12. Links to Third-Party Websites

Our website may contain links to third-party websites, social media platforms, or external services. Please note that we have no control over the privacy practices or content of those external websites. This Privacy Policy applies only to our website and services. We encourage you to read the privacy policies of any third-party websites you visit, as they may differ from ours. We are not responsible for the privacy practices or content of third-party sites.

13. Social Media

We maintain a presence on various social media platforms, including but not limited to Facebook, Instagram, Twitter/X, and TikTok. If you interact with us on these platforms — for example, by commenting, messaging, or tagging us — those platforms will process your data in accordance with their own privacy policies. Please review the privacy policies of the relevant social media platform for more information about how your data is handled.

We may use social media advertising features, including custom audience tools and lookalike audiences, to serve you targeted advertising. Where applicable, we rely on your consent or our legitimate interests as the legal basis for this activity.

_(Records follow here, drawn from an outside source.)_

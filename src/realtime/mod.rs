//! Realtime push channel
//!
//! - `frame`: decoding of vendor event frames
//! - `client`: WebSocket connection lifecycle with reconnect/backoff

pub mod client;
pub mod frame;

pub use client::{Backoff, ConnectionState, EventCallback, EventClient};
pub use frame::{decode_frame, FrameError};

You can opt out of targeted advertising through the settings of the relevant social media platform or through tools such as the Digital Advertising Alliance's opt-out mechanism.

14. Changes to This Privacy Policy

We may update this Privacy Policy from time to time to reflect changes in our data processing practices, changes in applicable law, or other operational, legal, or regulatory reasons. We will post the updated Privacy Policy on this page with a revised "Last Updated" date at the top.

For significant changes that materially affect how we process your personal data, we will endeavour to notify you directly — for example, by email or by displaying a prominent notice on our website — before the changes take effect. We encourage you to review this Privacy Policy periodically to stay informed about how we protect your data.

Your continued use of our services after any changes to this Privacy Policy have been posted will constitute your acknowledgment of the changes and, where applicable, your consent to the updated practices.

15. How to Make a Complaint

We take your privacy rights seriously and are committed to addressing any concerns you may have about the way we handle your personal data. If you are not satisfied with our response or believe that we are processing your data in a manner that is not compliant with the GDPR or Irish data protection law, you have the right to lodge a complaint with the Irish data protection supervisory authority.

Data Protection Commission (DPC)

Website: www.dataprotection.ie

Address: 21 Fitzwilliam Square South, Dublin 2, D02 RD28, Ireland

Phone: +353 01 765 0100 / 1800 437 737 (Lo Call)

Email: [email protected]

We would, however, appreciate the opportunity to resolve any complaint directly with you before you escalate the matter to the DPC. Please contact us first at [email protected], and we will do our best to address your concerns promptly and fairly.

16. Contact Us

If you have any questions, concerns, or requests regarding this Privacy Policy or our data protection practices, please do not hesitate to contact us:

Company Apache Pizza
Address Ireland
Email [email protected]
Website apacheq.com

We aim to respond to all data protection inquiries within 10 business days, and to all Subject Access Requests within one calendar month as required by the GDPR.

Thank you for taking the time to read our Privacy Policy. At Apache Pizza, your trust matters to us. We are committed to being transparent about how we use your data and to upholding your rights as a data subject under Irish and European law. If you ever have questions or concerns, our team is here to help.

This Privacy Policy was last reviewed and updated on May 18, 2026. It is governed by the laws of the Republic of Ireland and the European Union.